The mystery to staff engagement isn’t in leadership training, it’s not in staff engagement training, it is not contained in staff satisfaction survey, it is not in seminars, books or DVDs. Sadly, theory taught in the classroom deliveres very little long-term benefits. It is ongoing application that delivers the difference.

Mistake Number Two

The secrets to worker engagement isn’t in knowing the differences in workers in the company. Knowing Generation X & Generation Y, Millenials, Baby Boomers, minorities, or religions, does not matter. Universalizing or stereo-typing like this will force you to improper conclusions will probably harm the opportunity to create worker engagement.

Mistake Number Three

This is the single major error. The secrets to engaging staff isn;t assuming that staff are like you. Don’t think they own sterotypical needs, values and desire to be treated as you like.

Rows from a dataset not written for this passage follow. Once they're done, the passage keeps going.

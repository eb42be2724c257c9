//! SQL text for the destination table.
//!
//! Identifiers are interpolated verbatim; callers are expected to run
//! [`validate_identifier`] on anything that came out of a source file first.

use once_cell::sync::Lazy;
use regex::Regex;

use crate::errors::{ConvertError, ConvertResult};

/// Plain unquoted SQL identifier
pub static IDENTIFIER_PATTERN: Lazy<Regex> = Lazy::new(|| {
    Regex::new(r"^[A-Za-z_][A-Za-z0-9_]*$").expect("Invalid regex pattern for identifiers")
});

/// Reject names that would need quoting to be used in a statement
pub fn validate_identifier(name: &str) -> ConvertResult<()> {
    if IDENTIFIER_PATTERN.is_match(name) {
        Ok(())
    } else {
        Err(ConvertError::InvalidIdentifier(name.to_string()))
    }
}

/// `CREATE TABLE <table> (<name_0> <type_0>, ...)`
pub fn build_create<N, T>(table: &str, names: &[N], types: &[T]) -> ConvertResult<String>
where
    N: AsRef<str>,
    T: AsRef<str>,
{
    if names.len() != types.len() {
        return Err(ConvertError::ColumnCountMismatch {
            names: names.len(),
            types: types.len(),
        });
    }
    if names.is_empty() {
        return Err(ConvertError::EmptySchema);
    }

    let columns: Vec<String> = names
        .iter()
        .zip(types)
        .map(|(name, ty)| format!("{} {}", name.as_ref(), ty.as_ref()))
        .collect();

    Ok(format!("CREATE TABLE {} ({})", table, columns.join(", ")))
}

/// `INSERT INTO <table> (<name_0>, ...) VALUES (?, ...)`
pub fn build_insert<N: AsRef<str>>(table: &str, names: &[N]) -> ConvertResult<String> {
    if names.is_empty() {
        return Err(ConvertError::EmptySchema);
    }

    let columns: Vec<&str> = names.iter().map(|n| n.as_ref()).collect();
    let placeholders = vec!["?"; names.len()].join(", ");

    Ok(format!(
        "INSERT INTO {} ({}) VALUES ({})",
        table,
        columns.join(", "),
        placeholders
    ))
}
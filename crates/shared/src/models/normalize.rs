use tokio::sync::mpsc;

use crate::errors::ConvertError;
use crate::models::dbf::{FieldValue, Row};
use crate::models::source::RowStream;

/// Trim leading and trailing spaces from every text field; other whitespace is kept
pub fn strip_row(row: &mut Row) {
    for value in row.iter_mut() {
        if let FieldValue::Character(text) = value {
            let trimmed = text.trim_matches(' ');
            if trimmed.len() != text.len() {
                *text = trimmed.to_string();
            }
        }
    }
}

/// Interpose a relay task that strips text fields on their way through.
///
/// The relay has its own channel of `capacity` rows and its completion resolves to the
/// upstream scan summary once everything has been forwarded.
pub fn strip_rows(input: RowStream, capacity: usize) -> RowStream {
    let (sender, rows) = mpsc::channel(capacity.max(1));
    let (mut upstream, upstream_done) = input.into_parts();

    let completion = tokio::spawn(async move {
        while let Some(mut row) = upstream.recv().await {
            strip_row(&mut row);
            if sender.send(row).await.is_err() {
                log::debug!("Stripped row consumer hung up");
                break;
            }
        }
        drop(sender);
        // Hang up on the producer too, so it stops if we stopped early
        drop(upstream);
        upstream_done.await.map_err(ConvertError::from).and_then(|summary| summary)
    });

    RowStream { rows, completion }
}
pub mod dbf;
pub mod mappings;
pub mod normalize;
pub mod pipeline;
pub mod progress;
pub mod sink;
pub mod source;
pub mod statements;

pub use dbf::{AcceptedVersions, FieldValue, Number, Row, VersionValidator, parse_version_byte};
pub use mappings::{ColumnDescriptor, SqliteType, build_schema, sqlite_columns_from_dbf};
pub use normalize::{strip_row, strip_rows};
pub use pipeline::{ConversionReport, ConvertConfig, convert};
pub use progress::ProgressIndicator;
pub use sink::{SqliteSink, WriteSummary, write_sqlite};
pub use source::{DEFAULT_CHANNEL_CAPACITY, RecordSource, RowStream, ScanOptions, ScanSummary};
pub use statements::{build_create, build_insert, validate_identifier};
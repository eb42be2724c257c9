use std::path::PathBuf;

use anyhow::{Result, bail};
use clap::Parser;
use shared::errors::ConvertError;
use shared::models::dbf::{AcceptedVersions, parse_version_byte};
use shared::models::pipeline::{ConversionReport, ConvertConfig, convert};

/// Copy the live records of a dBase III table into a new SQLite table
#[derive(Parser, Debug)]
#[command(author, version, about)]
struct Args {
    /// DBF file to read
    #[arg(long)]
    infile: PathBuf,

    /// SQLite database to write, created if missing
    #[arg(long)]
    outfile: PathBuf,

    /// Name of the table to create
    #[arg(long)]
    tablename: String,

    /// Trim leading/trailing spaces from text fields
    #[arg(long, default_value_t = false)]
    stripstrings: bool,

    /// Scan only the first N records (0 = all)
    #[arg(long, default_value_t = 0)]
    max_records: u32,

    /// Rows buffered between reader and writer
    #[arg(long, default_value_t = shared::models::source::DEFAULT_CHANNEL_CAPACITY)]
    channel_capacity: usize,

    /// Extra version byte to accept, hex (0x83) or decimal; repeatable
    #[arg(long = "accept-version", value_parser = parse_version_byte)]
    accept_version: Vec<u8>,

    /// Hide the progress bar
    #[arg(long, default_value_t = false)]
    quiet: bool,

    /// Print the conversion report as JSON on stdout
    #[arg(long, default_value_t = false)]
    json: bool,
}

impl Args {
    fn into_config(self) -> Result<(ConvertConfig, bool)> {
        if self.channel_capacity == 0 {
            bail!("--channel-capacity must be at least 1");
        }

        let accepted_versions = self
            .accept_version
            .iter()
            .fold(AcceptedVersions::default(), |versions, v| versions.with(*v));

        let config = ConvertConfig {
            strip_strings: self.stripstrings,
            max_records: self.max_records,
            channel_capacity: self.channel_capacity,
            accepted_versions,
            show_progress: !self.quiet,
            ..ConvertConfig::new(self.infile, self.outfile, self.tablename)
        };
        Ok((config, self.json))
    }
}

fn context_for(err: &ConvertError, config: &ConvertConfig) -> String {
    match err {
        ConvertError::UnknownTypeCode { .. }
        | ConvertError::ColumnCountMismatch { .. }
        | ConvertError::EmptySchema => "problem translating sqlite column types".to_string(),
        ConvertError::DestinationOpenFailed { .. }
        | ConvertError::SchemaCreationFailed { .. }
        | ConvertError::StatementPrepareFailed { .. }
        | ConvertError::RowInsertFailed { .. }
        | ConvertError::Transaction(_) => {
            format!("problem writing outdb {}", config.outfile.display())
        }
        _ => format!("problem reading {}", config.infile.display()),
    }
}

fn print_report(report: &ConversionReport, json: bool) -> Result<()> {
    if json {
        println!("{}", serde_json::to_string_pretty(report)?);
    } else {
        println!(
            "Wrote {} rows into {} ({} deleted, {} undecodable records skipped)",
            report.rows_written, report.table_name, report.scan.deleted, report.scan.undecodable
        );
    }
    Ok(())
}

#[tokio::main]
async fn main() -> Result<()> {
    env_logger::Builder::from_env(env_logger::Env::default().default_filter_or("info")).init();

    let (config, json) = Args::parse().into_config()?;
    log::debug!("{:?}", config);

    let report = match convert(&config).await {
        Ok(report) => report,
        Err(e) => {
            let context = context_for(&e, &config);
            return Err(anyhow::Error::new(e).context(context));
        }
    };

    print_report(&report, json)
}
//! Test helper that writes small dBase III tables

use std::path::Path;

/// Record body for a fixture table
pub struct FixtureRecord {
    pub flag: u8,
    pub bytes: Option<Vec<u8>>,
    pub fields: Vec<String>,
}

impl FixtureRecord {
    pub fn live(fields: &[&str]) -> Self {
        Self {
            flag: b' ',
            bytes: None,
            fields: fields.iter().map(|s| s.to_string()).collect(),
        }
    }

    pub fn deleted(fields: &[&str]) -> Self {
        Self {
            flag: b'*',
            ..Self::live(fields)
        }
    }

    /// Pre-encoded record body, written as-is after the flag byte
    pub fn raw(flag: u8, bytes: Vec<u8>) -> Self {
        Self {
            flag,
            bytes: Some(bytes),
            fields: Vec::new(),
        }
    }
}

/// Write a table with `(name, type, length, decimals)` columns.
///
/// Character values are left aligned, everything else right aligned, like dBase does.
pub fn write_fixture<P: AsRef<Path>>(
    path: P,
    version: u8,
    columns: &[(&str, u8, u8, u8)],
    records: &[FixtureRecord],
) {
    let record_length: usize = 1 + columns.iter().map(|c| c.2 as usize).sum::<usize>();
    let header_length = 32 + columns.len() * 32 + 1;

    let mut out = Vec::new();
    out.push(version);
    out.extend_from_slice(&[124, 6, 15]);
    out.extend_from_slice(&(records.len() as u32).to_le_bytes());
    out.extend_from_slice(&(header_length as u16).to_le_bytes());
    out.extend_from_slice(&(record_length as u16).to_le_bytes());
    out.extend_from_slice(&[0u8; 20]);

    for (name, type_code, length, decimals) in columns {
        let mut descriptor = [0u8; 32];
        descriptor[..name.len()].copy_from_slice(name.as_bytes());
        descriptor[11] = *type_code;
        descriptor[16] = *length;
        descriptor[17] = *decimals;
        out.extend_from_slice(&descriptor);
    }
    out.push(0x0D);

    for record in records {
        out.push(record.flag);
        match &record.bytes {
            Some(bytes) => {
                let mut body = bytes.clone();
                body.resize(record_length - 1, b' ');
                out.extend_from_slice(&body);
            }
            None => {
                for ((_, type_code, length, _), value) in columns.iter().zip(&record.fields) {
                    let width = *length as usize;
                    let cell = if *type_code == b'C' {
                        format!("{value:<width$}")
                    } else {
                        format!("{value:>width$}")
                    };
                    out.extend_from_slice(&cell.as_bytes()[..width]);
                }
            }
        }
    }
    out.push(0x1A);

    std::fs::write(path, out).expect("write dbf fixture");
}
pub mod errors;
pub mod models;

pub use errors::*;
pub use models::*;
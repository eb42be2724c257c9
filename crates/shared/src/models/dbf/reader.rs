use std::fs::File;
use std::io::Read;
use std::path::{Path, PathBuf};

use dbase::{BufReadWriteFile, FieldIndex, FieldInfo, ReadingOptions, TrimOption};

use crate::errors::{ConvertError, ConvertResult};
use crate::models::dbf::value::{FieldValue, Row};
use crate::models::dbf::version::VersionValidator;

const HEADER_SIZE: usize = 32;
/// Header plus the 0x0D descriptor terminator, with no descriptors at all
const MIN_HEADER_LENGTH: u16 = HEADER_SIZE as u16 + 1;
/// Visual FoxPro tables carry a database container backlink after the descriptors
const FOXPRO_BACKLINK_LENGTH: u16 = 263;

/// Column layout taken from a field descriptor
#[derive(Debug, Clone, PartialEq, Eq)]
pub struct DbfField {
    pub name: String,
    pub type_code: u8,
    pub length: u8,
}

impl From<&FieldInfo> for DbfField {
    fn from(info: &FieldInfo) -> Self {
        Self {
            name: info.name().to_string(),
            type_code: u8::from(info.field_type()),
            length: info.length(),
        }
    }
}

/// One record read by index; deleted records carry no values
#[derive(Debug, Clone, PartialEq)]
pub struct DbfRecord {
    pub deleted: bool,
    pub values: Row,
}

/// Random-access reader over a dBase III style table
pub struct DbfFile {
    path: PathBuf,
    version: u8,
    inner: dbase::File<BufReadWriteFile>,
    fields: Vec<DbfField>,
}

impl std::fmt::Debug for DbfFile {
    fn fmt(&self, f: &mut std::fmt::Formatter<'_>) -> std::fmt::Result {
        f.debug_struct("DbfFile")
            .field("path", &self.path)
            .field("version", &self.version)
            .field("records", &self.inner.num_records())
            .field("fields", &self.fields)
            .finish()
    }
}

impl DbfFile {
    /// Open a file, check its version byte and read the field descriptors
    pub fn open<P: AsRef<Path>>(path: P, validator: &dyn VersionValidator) -> ConvertResult<Self> {
        let path = path.as_ref().to_path_buf();
        let version = check_leading_header(&path, validator)?;

        let mut inner = dbase::File::open_read_only(&path)
            .map_err(|e| ConvertError::invalid_header(&path, e.to_string()))?;
        // Trailing pad goes, leading spaces are left for the strip stage
        inner.set_options(ReadingOptions::default().character_trim(TrimOption::End));

        let fields: Vec<DbfField> = inner.fields().iter().map(DbfField::from).collect();
        if fields.is_empty() {
            return Err(ConvertError::invalid_header(&path, "no field descriptors"));
        }

        log::debug!(
            "Opened {} (version {:#04x}, {} records, {} fields)",
            path.display(),
            version,
            inner.num_records(),
            fields.len()
        );

        Ok(Self {
            path,
            version,
            inner,
            fields,
        })
    }

    pub fn path(&self) -> &Path {
        &self.path
    }

    pub fn version(&self) -> u8 {
        self.version
    }

    pub fn fields(&self) -> &[DbfField] {
        &self.fields
    }

    pub fn field_names(&self) -> Vec<String> {
        self.fields.iter().map(|f| f.name.clone()).collect()
    }

    pub fn field_types(&self) -> Vec<u8> {
        self.fields.iter().map(|f| f.type_code).collect()
    }

    pub fn num_records(&self) -> u32 {
        u32::try_from(self.inner.num_records()).unwrap_or(u32::MAX)
    }

    /// Read and decode the record at `index`.
    ///
    /// Deleted records are reported without decoding their fields.
    pub fn record_at(&mut self, index: u32) -> ConvertResult<DbfRecord> {
        let mut record = self
            .inner
            .record(index as usize)
            .ok_or_else(|| ConvertError::record_decode(index, "past the last record"))?;

        let deleted = record
            .is_deleted()
            .map_err(|e| ConvertError::record_decode(index, e.to_string()))?;
        if deleted {
            return Ok(DbfRecord {
                deleted,
                values: Row::new(),
            });
        }

        let mut values = Vec::with_capacity(self.fields.len());
        for (position, field) in self.fields.iter().enumerate() {
            let raw = record
                .read_field(FieldIndex(position))
                .map_err(|e| ConvertError::record_decode(index, e.to_string()))?;
            let value = FieldValue::try_from(raw).map_err(|msg| {
                ConvertError::record_decode(index, format!("field {}: {msg}", field.name))
            })?;
            values.push(value);
        }

        Ok(DbfRecord { deleted, values })
    }
}

/// Validate the version byte and the declared header length before `dbase` parses the rest
fn check_leading_header(path: &Path, validator: &dyn VersionValidator) -> ConvertResult<u8> {
    let mut file = File::open(path)?;
    let mut header = [0u8; HEADER_SIZE];

    file.read_exact(&mut header[..1])
        .map_err(|_| ConvertError::invalid_header(path, "empty file"))?;
    let version = header[0];
    validator
        .validate(version)
        .map_err(|reason| ConvertError::InvalidSourceVersion { version, reason })?;

    file.read_exact(&mut header[1..])
        .map_err(|e| ConvertError::invalid_header(path, format!("truncated header: {e}")))?;

    let header_length = u16::from_le_bytes([header[8], header[9]]);
    let minimum = if (0x30..=0x32).contains(&version) {
        MIN_HEADER_LENGTH + FOXPRO_BACKLINK_LENGTH
    } else {
        MIN_HEADER_LENGTH
    };
    if header_length < minimum {
        return Err(ConvertError::invalid_header(
            path,
            format!("header length {header_length} is below {minimum}"),
        ));
    }
    Ok(version)
}

#[cfg(test)]
mod tests {
    use super::*;
    use crate::models::dbf::fixture::{FixtureRecord, write_fixture};
    use crate::models::dbf::value::Number;
    use crate::models::dbf::version::AcceptedVersions;
    use chrono::NaiveDate;
    use tempfile::tempdir;

    #[test]
    fn test_open_reads_fields() {
        let dir = tempdir().unwrap();
        let path = dir.path().join("people.dbf");
        write_fixture(
            &path,
            0x03,
            &[("NAME", b'C', 8, 0), ("AMT", b'N', 5, 0)],
            &[FixtureRecord::live(&["Ann", "12"])],
        );

        let dbf = DbfFile::open(&path, &AcceptedVersions::default()).unwrap();
        assert_eq!(dbf.field_names(), vec!["NAME", "AMT"]);
        assert_eq!(dbf.field_types(), vec![b'C', b'N']);
        assert_eq!(dbf.fields()[0].length, 8);
        assert_eq!(dbf.num_records(), 1);
        assert_eq!(dbf.version(), 0x03);
    }

    #[test]
    fn test_open_rejects_version() {
        let dir = tempdir().unwrap();
        let path = dir.path().join("memo.dbf");
        write_fixture(&path, 0x83, &[("NAME", b'C', 4, 0)], &[]);

        let err = DbfFile::open(&path, &AcceptedVersions::default()).unwrap_err();
        assert!(matches!(err, ConvertError::InvalidSourceVersion { version: 0x83, .. }));

        let lenient = AcceptedVersions::default().with(0x83);
        assert!(DbfFile::open(&path, &lenient).is_ok());
    }

    #[test]
    fn test_open_accepts_variant_version() {
        let dir = tempdir().unwrap();
        let path = dir.path().join("variant.dbf");
        write_fixture(
            &path,
            0x74,
            &[("NAME", b'C', 4, 0)],
            &[FixtureRecord::live(&["Ann"])],
        );

        let mut dbf = DbfFile::open(&path, &AcceptedVersions::default()).unwrap();
        assert_eq!(dbf.version(), 0x74);
        assert_eq!(
            dbf.record_at(0).unwrap().values,
            vec![FieldValue::Character("Ann".to_string())]
        );
        assert!(DbfFile::open(&path, &AcceptedVersions::strict()).is_err());
    }

    #[test]
    fn test_open_rejects_bad_headers() {
        let dir = tempdir().unwrap();

        let path = dir.path().join("short.dbf");
        std::fs::write(&path, [0x03u8, 0x7c, 0x01]).unwrap();
        let err = DbfFile::open(&path, &AcceptedVersions::default()).unwrap_err();
        assert!(matches!(err, ConvertError::InvalidSourceHeader { .. }));

        let path = dir.path().join("empty.dbf");
        std::fs::write(&path, []).unwrap();
        let err = DbfFile::open(&path, &AcceptedVersions::default()).unwrap_err();
        assert!(matches!(err, ConvertError::InvalidSourceHeader { .. }));

        // A FoxPro table whose header has no room for the backlink
        let path = dir.path().join("foxpro.dbf");
        write_fixture(&path, 0x30, &[("NAME", b'C', 4, 0)], &[]);
        let lenient = AcceptedVersions::default().with(0x30);
        let err = DbfFile::open(&path, &lenient).unwrap_err();
        assert!(matches!(err, ConvertError::InvalidSourceHeader { .. }));
    }

    #[test]
    fn test_open_missing_file() {
        let err = DbfFile::open("/definitely/not/here.dbf", &AcceptedVersions::default())
            .unwrap_err();
        assert!(matches!(err, ConvertError::Io(_)));
    }

    #[test]
    fn test_record_at_flags_and_values() {
        let dir = tempdir().unwrap();
        let path = dir.path().join("mixed.dbf");
        write_fixture(
            &path,
            0x03,
            &[("NAME", b'C', 6, 0), ("AMT", b'N', 6, 2), ("BORN", b'D', 8, 0)],
            &[
                FixtureRecord::live(&[" Ann", "1.50", "19800102"]),
                FixtureRecord::deleted(&["Bob", "2.00", "19900101"]),
                FixtureRecord::live(&["Cy", "oops", "19900101"]),
            ],
        );

        let mut dbf = DbfFile::open(&path, &AcceptedVersions::default()).unwrap();

        let first = dbf.record_at(0).unwrap();
        assert!(!first.deleted);
        assert_eq!(first.values[0], FieldValue::Character(" Ann".to_string()));
        assert_eq!(first.values[1], FieldValue::Numeric(Some(Number::Decimal(1.5))));
        assert_eq!(first.values[2], FieldValue::Date(NaiveDate::from_ymd_opt(1980, 1, 2)));

        let second = dbf.record_at(1).unwrap();
        assert!(second.deleted);
        assert!(second.values.is_empty());

        let err = dbf.record_at(2).unwrap_err();
        assert!(matches!(err, ConvertError::RecordDecodeFailed { index: 2, .. }));

        // Past the end of the body
        assert!(dbf.record_at(3).is_err());
        // Going back still works after a failure
        assert!(!dbf.record_at(0).unwrap().deleted);
    }

    #[test]
    fn test_undefined_code_page_reads_as_windows_1252() {
        let dir = tempdir().unwrap();
        let path = dir.path().join("accents.dbf");
        write_fixture(
            &path,
            0x03,
            &[("CITY", b'C', 4, 0)],
            &[FixtureRecord::raw(b' ', vec![0x8A, b'a', b'r', b'y'])],
        );

        let mut dbf = DbfFile::open(&path, &AcceptedVersions::default()).unwrap();
        let record = dbf.record_at(0).unwrap();
        assert_eq!(record.values[0], FieldValue::Character("Šary".to_string()));
    }
}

Humans are wildly different

It’s no surprise people are hugely dissimilar, so much diverse it’s as if they came from different galaxies. What can motivate and engage a person may iritate or dis-engage others. What constitutes self-interest for one employee will not for others. The seperations are there regardless of the diversity of the group.

As early as the 5th Century BC, Hippocrates described groups of human characteristics, each group extraordinarily different yet equally significant in its own way. There have been a lot of adaptations and developments of these fundamental groupings over the decades.

Therefore what is the Secret to Improving Employee Engagement?

The answer is closed away your staff, in their values, beliefs and needs. Each of us possesses unique intrinsic drivers and unless a director knows how to aligning with these, it will be grueling motivating and engaging employees over the long term.

If you want the answer you must find out what it is “they” need. If it is not in their interest employees are not apt to want to do it, or they undoubtedly won’t continue doing it.

To gain access to the information you must talk to your staff and have systems to assist you in quantifying the fundamental indicators that produce employee motivation and engagement. These systems have got to also support you in the alignment procedure. Armed with the insights and tools, you can then have a framework for enhancing employee engagement and motivation over the long-term. Without a framework you will fall into the biggest error of treating employees as you want to be treated. As humans we too easily fall into this protected zone.

When leaders are able to put this system in place and execute it continually their hard work are most often met with with a reciprocal effort from the staff.

If you pursue improvements at the one to one level, and execute towards the one to many level, you can enhance your company culture and experience extraordinary outcome.